Records contained in a dataset

■ ■ ■ ■ ■

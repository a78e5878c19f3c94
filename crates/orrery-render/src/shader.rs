//! Per-stage WGSL compilation.
//!
//! Each stage is parsed and validated with naga before any GPU object exists,
//! so a broken shader is reported with the translator's full diagnostic instead
//! of a device validation panic. A [`CompiledStage`] is consumed by
//! [`link`](crate::program::link).

use std::fmt;
use std::path::{Path, PathBuf};

use log::{error, info};
use naga::valid::{Capabilities, ValidationFlags, Validator};
use thiserror::Error;

/// Error types for shader compilation and linking.
#[derive(Debug, Error)]
pub enum ShaderError {
    #[error("{stage} stage '{path}' failed to compile:\n{diagnostic}")]
    Compile {
        stage: StageKind,
        path: String,
        diagnostic: String,
    },

    #[error("program '{program}' failed to link: {diagnostic}")]
    Link { program: String, diagnostic: String },

    #[error("failed to read shader file {path}: {source}")]
    Read {
        path: PathBuf,
        #[source]
        source: std::io::Error,
    },
}

/// The pipeline stage a source file is compiled for.
#[derive(Debug, Clone, Copy, PartialEq, Eq, Hash)]
pub enum StageKind {
    Vertex,
    Fragment,
}

impl StageKind {
    pub(crate) fn naga_stage(self) -> naga::ShaderStage {
        match self {
            StageKind::Vertex => naga::ShaderStage::Vertex,
            StageKind::Fragment => naga::ShaderStage::Fragment,
        }
    }

    pub(crate) fn wgpu_stage(self) -> wgpu::ShaderStages {
        match self {
            StageKind::Vertex => wgpu::ShaderStages::VERTEX,
            StageKind::Fragment => wgpu::ShaderStages::FRAGMENT,
        }
    }
}

impl fmt::Display for StageKind {
    fn fmt(&self, f: &mut fmt::Formatter<'_>) -> fmt::Result {
        match self {
            StageKind::Vertex => f.write_str("vertex"),
            StageKind::Fragment => f.write_str("fragment"),
        }
    }
}

/// A parsed and validated shader stage with exactly one entry point.
#[derive(Debug)]
pub struct CompiledStage {
    kind: StageKind,
    path: String,
    source: String,
    module: naga::Module,
    entry_point: usize,
}

impl CompiledStage {
    #[must_use]
    pub fn kind(&self) -> StageKind {
        self.kind
    }

    /// Source path or label the stage was compiled from.
    #[must_use]
    pub fn path(&self) -> &str {
        &self.path
    }

    /// Name of the stage's entry point function.
    #[must_use]
    pub fn entry_point_name(&self) -> &str {
        &self.module.entry_points[self.entry_point].name
    }

    pub(crate) fn entry_point(&self) -> &naga::EntryPoint {
        &self.module.entry_points[self.entry_point]
    }

    pub(crate) fn module(&self) -> &naga::Module {
        &self.module
    }

    pub(crate) fn source(&self) -> &str {
        &self.source
    }
}

/// Compile one stage from WGSL source text.
///
/// `path` labels the stage in diagnostics. On failure nothing of the stage
/// survives and the diagnostic is logged at error level.
pub fn compile_stage(path: &str, source: &str, kind: StageKind) -> Result<CompiledStage, ShaderError> {
    info!("Compiling {kind} stage '{path}'");

    let fail = |diagnostic: String| {
        error!("{kind} stage '{path}' failed to compile:\n{diagnostic}");
        ShaderError::Compile {
            stage: kind,
            path: path.to_string(),
            diagnostic,
        }
    };

    let module = naga::front::wgsl::parse_str(source).map_err(|e| fail(e.emit_to_string(source)))?;

    Validator::new(ValidationFlags::all(), Capabilities::empty())
        .validate(&module)
        .map_err(|e| fail(e.emit_to_string(source)))?;

    let mut matching = module
        .entry_points
        .iter()
        .enumerate()
        .filter(|(_, ep)| ep.stage == kind.naga_stage())
        .map(|(index, _)| index);
    let entry_point = match (matching.next(), matching.next()) {
        (Some(index), None) => index,
        (None, _) => return Err(fail(format!("no @{kind} entry point found"))),
        (Some(_), Some(_)) => {
            return Err(fail(format!("more than one @{kind} entry point found")));
        }
    };

    Ok(CompiledStage {
        kind,
        path: path.to_string(),
        source: source.to_string(),
        module,
        entry_point,
    })
}

/// Read a WGSL file in full and compile it.
pub fn compile_stage_file(path: &Path, kind: StageKind) -> Result<CompiledStage, ShaderError> {
    let source = std::fs::read_to_string(path).map_err(|source| {
        error!("Failed to read shader {}: {source}", path.display());
        ShaderError::Read {
            path: path.to_path_buf(),
            source,
        }
    })?;
    compile_stage(&path.display().to_string(), &source, kind)
}
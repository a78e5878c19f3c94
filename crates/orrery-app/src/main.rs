//! The `orrery` binary: load configuration, install logging, run the viewer.

use std::path::PathBuf;
use std::process::ExitCode;

use clap::Parser;
use orrery_config::{CliArgs, Config, ConfigSource};
use tracing::{error, info};

const DEFAULT_CONFIG_FILE: &str = "config.ron";

fn main() -> ExitCode {
    let args = CliArgs::parse();

    let config_path = args
        .config
        .clone()
        .unwrap_or_else(|| PathBuf::from(DEFAULT_CONFIG_FILE));
    let (mut config, source) = match Config::load(&config_path) {
        Ok(loaded) => loaded,
        Err(e) => {
            eprintln!("Failed to load {}: {e}", config_path.display());
            return ExitCode::from(1);
        }
    };
    config.apply_cli_overrides(&args);

    let log_dir = dirs::data_local_dir().map(|dir| dir.join("orrery").join("logs"));
    orrery_log::init_logging(log_dir.as_deref(), cfg!(debug_assertions), Some(&config));
    match source {
        ConfigSource::File => info!("Loaded config from {}", config_path.display()),
        ConfigSource::Defaults => info!("No config at {}, using defaults", config_path.display()),
    }
    info!(
        "Orrery starting: {}x{}, assets at {}",
        config.window.width,
        config.window.height,
        config.assets.root.display()
    );

    match orrery_app::run(config) {
        Ok(()) => {
            info!("Orrery exited normally");
            ExitCode::SUCCESS
        }
        Err(e) => {
            error!("Orrery failed: {e}");
            ExitCode::from(1)
        }
    }
}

■ ■ ■ ■ ■

What you have to do »
Send back all of the entries exactly, with nothing missing.

Response area »
repository a78e5878c19f3c94
filename crates/orrery-render/src/shader.rs
//! Per-stage WGSL compilation.
//!
//! Each stage is parsed and validated with naga before any GPU object exists,
//! so a broken shader is reported with the translator's full diagnostic instead
//! of a device validation panic. A [`CompiledStage`] is consumed by
//! [`link`](crate::program::link).

use std::fmt;
use std::path::{Path, PathBuf};

use log::{error, info};
use naga::valid::{Capabilities, ValidationFlags, Validator};
use thiserror::Error;

/// Error types for shader compilation and linking.
#[derive(Debug, Error)]
pub enum ShaderError {
    #[error("{stage} stage '{path}' failed to compile:\n{diagnostic}")]
    Compile {
        stage: StageKind,
        path: String,
        diagnostic: String,
    },

    #[error("program '{program}' failed to link: {diagnostic}")]
    Link { program: String, diagnostic: String },

    #[error("failed to read shader file {path}: {source}")]
    Read {
        path: PathBuf,
        #[source]
        source: std::io::Error,
    },
}

/// The pipeline stage a source file is compiled for.
#[derive(Debug, Clone, Copy, PartialEq, Eq, Hash)]
pub enum StageKind {
    Vertex,
    Fragment,
}

impl StageKind {
    pub(crate) fn naga_stage(self) -> naga::ShaderStage {
        match self {
            StageKind::Vertex => naga::ShaderStage::Vertex,
            StageKind::Fragment => naga::ShaderStage::Fragment,
        }
    }

    pub(crate) fn wgpu_stage(self) -> wgpu::ShaderStages {
        match self {
            StageKind::Vertex => wgpu::ShaderStages::VERTEX,
            StageKind::Fragment => wgpu::ShaderStages::FRAGMENT,
        }
    }
}

impl fmt::Display for StageKind {
    fn fmt(&self, f: &mut fmt::Formatter<'_>) -> fmt::Result {
        match self {
            StageKind::Vertex => f.write_str("vertex"),
            StageKind::Fragment => f.write_str("fragment"),
        }
    }
}

/// A parsed and validated shader stage with exactly one entry point.
#[derive(Debug)]
pub struct CompiledStage {
    kind: StageKind,
    path: String,
    source: String,
    module: naga::Module,
    entry_point: usize,
}

impl CompiledStage {
    #[must_use]
    pub fn kind(&self) -> StageKind {
        self.kind
    }

    /// Source path or label the stage was compiled from.
    #[must_use]
    pub fn path(&self) -> &str {
        &self.path
    }

    /// Name of the stage's entry point function.
    #[must_use]
    pub fn entry_point_name(&self) -> &str {
        &self.module.entry_points[self.entry_point].name
    }

    pub(crate) fn entry_point(&self) -> &naga::EntryPoint {
        &self.module.entry_points[self.entry_point]
    }

    pub(crate) fn module(&self) -> &naga::Module {
        &self.module
    }

    pub(crate) fn source(&self) -> &str {
        &self.source
    }
}

/// Compile one stage from WGSL source text.
///
/// `path` labels the stage in diagnostics. On failure nothing of the stage
/// survives and the diagnostic is logged at error level.
pub fn compile_stage(path: &str, source: &str, kind: StageKind) -> Result<CompiledStage, ShaderError> {
    info!("Compiling {kind} stage '{path}'");

    let fail = |diagnostic: String| {
        error!("{kind} stage '{path}' failed to compile:\n{diagnostic}");
        ShaderError::Compile {
            stage: kind,
            path: path.to_string(),
            diagnostic,
        }
    };

    let module = naga::front::wgsl::parse_str(source).map_err(|e| fail(e.emit_to_string(source)))?;

    Validator::new(ValidationFlags::all(), Capabilities::empty())
        .validate(&module)
        .map_err(|e| fail(e.emit_to_string(source)))?;

    let mut matching = module
        .entry_points
        .iter()
        .enumerate()
        .filter(|(_, ep)| ep.stage == kind.naga_stage())
        .map(|(index, _)| index);
    let entry_point = match (matching.next(), matching.next()) {
        (Some(index), None) => index,
        (None, _) => return Err(fail(format!("no @{kind} entry point found"))),
        (Some(_), Some(_)) => {
            return Err(fail(format!("more than one @{kind} entry point found")));
        }
    };

    Ok(CompiledStage {
        kind,
        path: path.to_string(),
        source: source.to_string(),
        module,
        entry_point,
    })
}

/// Read a WGSL file in full and compile it.
pub fn compile_stage_file(path: &Path, kind: StageKind) -> Result<CompiledStage, ShaderError> {
    let source = std::fs::read_to_string(path).map_err(|source| {
        error!("Failed to read shader {}: {source}", path.display());
        ShaderError::Read {
            path: path.to_path_buf(),
            source,
        }
    })?;
    compile_stage(&path.display().to_string(), &source, kind)
}
repository a78e5878c19f3c94
filename crates/orrery-app/src/main.rs
//! The `orrery` binary: load configuration, install logging, run the viewer.

use std::path::PathBuf;
use std::process::ExitCode;

use clap::Parser;
use orrery_config::{CliArgs, Config, ConfigSource};
use tracing::{error, info};

const DEFAULT_CONFIG_FILE: &str = "config.ron";

fn main() -> ExitCode {
    let args = CliArgs::parse();

    let config_path = args
        .config
        .clone()
        .unwrap_or_else(|| PathBuf::from(DEFAULT_CONFIG_FILE));
    let (mut config, source) = match Config::load(&config_path) {
        Ok(loaded) => loaded,
        Err(e) => {
            eprintln!("Failed to load {}: {e}", config_path.display());
            return ExitCode::from(1);
        }
    };
    config.apply_cli_overrides(&args);

    let log_dir = dirs::data_local_dir().map(|dir| dir.join("orrery").join("logs"));
    orrery_log::init_logging(log_dir.as_deref(), cfg!(debug_assertions), Some(&config));
    match source {
        ConfigSource::File => info!("Loaded config from {}", config_path.display()),
        ConfigSource::Defaults => info!("No config at {}, using defaults", config_path.display()),
    }
    info!(
        "Orrery starting: {}x{}, assets at {}",
        config.window.width,
        config.window.height,
        config.assets.root.display()
    );

    match orrery_app::run(config) {
        Ok(()) => {
            info!("Orrery exited normally");
            ExitCode::SUCCESS
        }
        Err(e) => {
            error!("Orrery failed: {e}");
            ExitCode::from(1)
        }
    }
}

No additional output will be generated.